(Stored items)
++++

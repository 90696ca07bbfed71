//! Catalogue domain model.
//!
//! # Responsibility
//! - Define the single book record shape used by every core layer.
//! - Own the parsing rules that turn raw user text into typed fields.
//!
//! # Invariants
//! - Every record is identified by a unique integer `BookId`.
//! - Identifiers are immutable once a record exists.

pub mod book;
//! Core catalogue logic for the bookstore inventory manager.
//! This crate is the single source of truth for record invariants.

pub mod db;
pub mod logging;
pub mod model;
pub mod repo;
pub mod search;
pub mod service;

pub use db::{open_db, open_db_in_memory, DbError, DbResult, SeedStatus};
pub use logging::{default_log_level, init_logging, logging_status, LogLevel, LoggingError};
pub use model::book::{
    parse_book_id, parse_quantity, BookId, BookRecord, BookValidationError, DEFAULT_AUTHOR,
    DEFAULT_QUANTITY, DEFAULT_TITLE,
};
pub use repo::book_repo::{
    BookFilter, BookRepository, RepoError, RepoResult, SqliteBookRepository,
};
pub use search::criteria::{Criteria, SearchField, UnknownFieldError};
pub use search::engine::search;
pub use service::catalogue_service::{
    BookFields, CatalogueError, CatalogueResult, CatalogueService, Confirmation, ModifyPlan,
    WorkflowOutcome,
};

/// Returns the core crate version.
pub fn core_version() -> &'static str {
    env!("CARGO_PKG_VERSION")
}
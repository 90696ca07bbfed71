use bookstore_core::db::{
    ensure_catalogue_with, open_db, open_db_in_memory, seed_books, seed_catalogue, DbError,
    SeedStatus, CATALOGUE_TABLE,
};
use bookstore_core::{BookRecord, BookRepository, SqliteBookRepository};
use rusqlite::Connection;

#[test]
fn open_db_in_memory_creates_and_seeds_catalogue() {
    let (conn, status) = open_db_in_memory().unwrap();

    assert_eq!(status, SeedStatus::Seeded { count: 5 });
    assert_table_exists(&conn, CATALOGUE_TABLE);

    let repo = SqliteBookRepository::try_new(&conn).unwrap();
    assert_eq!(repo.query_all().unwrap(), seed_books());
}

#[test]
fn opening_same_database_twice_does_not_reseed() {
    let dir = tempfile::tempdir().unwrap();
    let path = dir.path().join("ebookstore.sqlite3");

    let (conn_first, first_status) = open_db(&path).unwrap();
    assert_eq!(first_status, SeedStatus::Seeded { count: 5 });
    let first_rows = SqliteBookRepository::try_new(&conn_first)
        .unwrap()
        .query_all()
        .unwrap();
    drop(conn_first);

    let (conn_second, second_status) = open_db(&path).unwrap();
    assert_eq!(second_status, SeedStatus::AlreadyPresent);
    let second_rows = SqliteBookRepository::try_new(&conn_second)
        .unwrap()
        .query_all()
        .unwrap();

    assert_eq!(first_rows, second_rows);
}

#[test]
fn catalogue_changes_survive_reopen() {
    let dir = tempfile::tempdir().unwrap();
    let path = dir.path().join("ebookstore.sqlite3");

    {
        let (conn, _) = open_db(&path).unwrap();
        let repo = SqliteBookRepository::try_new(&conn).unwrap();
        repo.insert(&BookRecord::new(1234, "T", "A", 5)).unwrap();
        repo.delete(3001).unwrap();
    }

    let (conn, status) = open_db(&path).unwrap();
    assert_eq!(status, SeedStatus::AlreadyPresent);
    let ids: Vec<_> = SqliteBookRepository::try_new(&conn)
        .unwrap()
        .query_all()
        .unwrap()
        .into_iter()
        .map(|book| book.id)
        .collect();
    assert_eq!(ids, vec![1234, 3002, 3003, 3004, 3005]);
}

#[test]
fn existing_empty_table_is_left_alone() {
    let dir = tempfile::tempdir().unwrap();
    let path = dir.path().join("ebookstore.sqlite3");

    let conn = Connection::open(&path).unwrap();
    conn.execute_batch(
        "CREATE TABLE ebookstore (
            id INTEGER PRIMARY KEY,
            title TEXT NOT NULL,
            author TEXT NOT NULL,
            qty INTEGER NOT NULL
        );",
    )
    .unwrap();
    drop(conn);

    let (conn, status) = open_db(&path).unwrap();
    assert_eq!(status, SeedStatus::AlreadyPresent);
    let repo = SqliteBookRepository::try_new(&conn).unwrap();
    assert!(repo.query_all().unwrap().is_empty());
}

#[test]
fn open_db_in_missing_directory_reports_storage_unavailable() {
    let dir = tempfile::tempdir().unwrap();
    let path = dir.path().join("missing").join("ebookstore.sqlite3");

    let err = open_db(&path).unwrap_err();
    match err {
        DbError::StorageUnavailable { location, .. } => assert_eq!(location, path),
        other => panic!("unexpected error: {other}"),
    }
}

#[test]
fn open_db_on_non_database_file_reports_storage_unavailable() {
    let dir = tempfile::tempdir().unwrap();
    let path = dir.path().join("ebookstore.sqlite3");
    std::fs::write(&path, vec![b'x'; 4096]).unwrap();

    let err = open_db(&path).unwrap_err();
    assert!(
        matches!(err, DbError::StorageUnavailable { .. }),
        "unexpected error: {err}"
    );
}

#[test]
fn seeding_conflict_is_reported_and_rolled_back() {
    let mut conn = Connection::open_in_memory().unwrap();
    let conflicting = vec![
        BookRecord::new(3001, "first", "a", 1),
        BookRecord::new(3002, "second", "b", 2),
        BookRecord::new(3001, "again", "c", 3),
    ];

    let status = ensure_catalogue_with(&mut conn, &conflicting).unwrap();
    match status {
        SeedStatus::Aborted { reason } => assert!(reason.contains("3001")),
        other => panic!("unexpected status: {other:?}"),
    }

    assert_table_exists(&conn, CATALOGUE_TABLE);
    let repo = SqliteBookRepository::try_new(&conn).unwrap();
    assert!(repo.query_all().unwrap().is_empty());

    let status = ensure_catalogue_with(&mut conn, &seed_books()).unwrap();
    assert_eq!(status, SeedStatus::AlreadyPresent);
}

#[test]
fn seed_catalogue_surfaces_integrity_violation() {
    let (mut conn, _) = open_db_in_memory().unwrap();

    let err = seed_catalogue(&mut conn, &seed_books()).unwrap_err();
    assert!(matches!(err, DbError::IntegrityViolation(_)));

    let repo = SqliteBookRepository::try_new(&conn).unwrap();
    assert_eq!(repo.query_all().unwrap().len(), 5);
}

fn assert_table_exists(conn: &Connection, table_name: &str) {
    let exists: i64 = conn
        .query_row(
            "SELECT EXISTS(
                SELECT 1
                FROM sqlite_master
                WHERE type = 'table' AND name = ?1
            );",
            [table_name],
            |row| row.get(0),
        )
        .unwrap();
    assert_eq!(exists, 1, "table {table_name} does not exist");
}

++++

- _Exercise instructions_
Only a number is asked for here: the count of lines in the records that hold "DbError".

- _Solution for this task_
5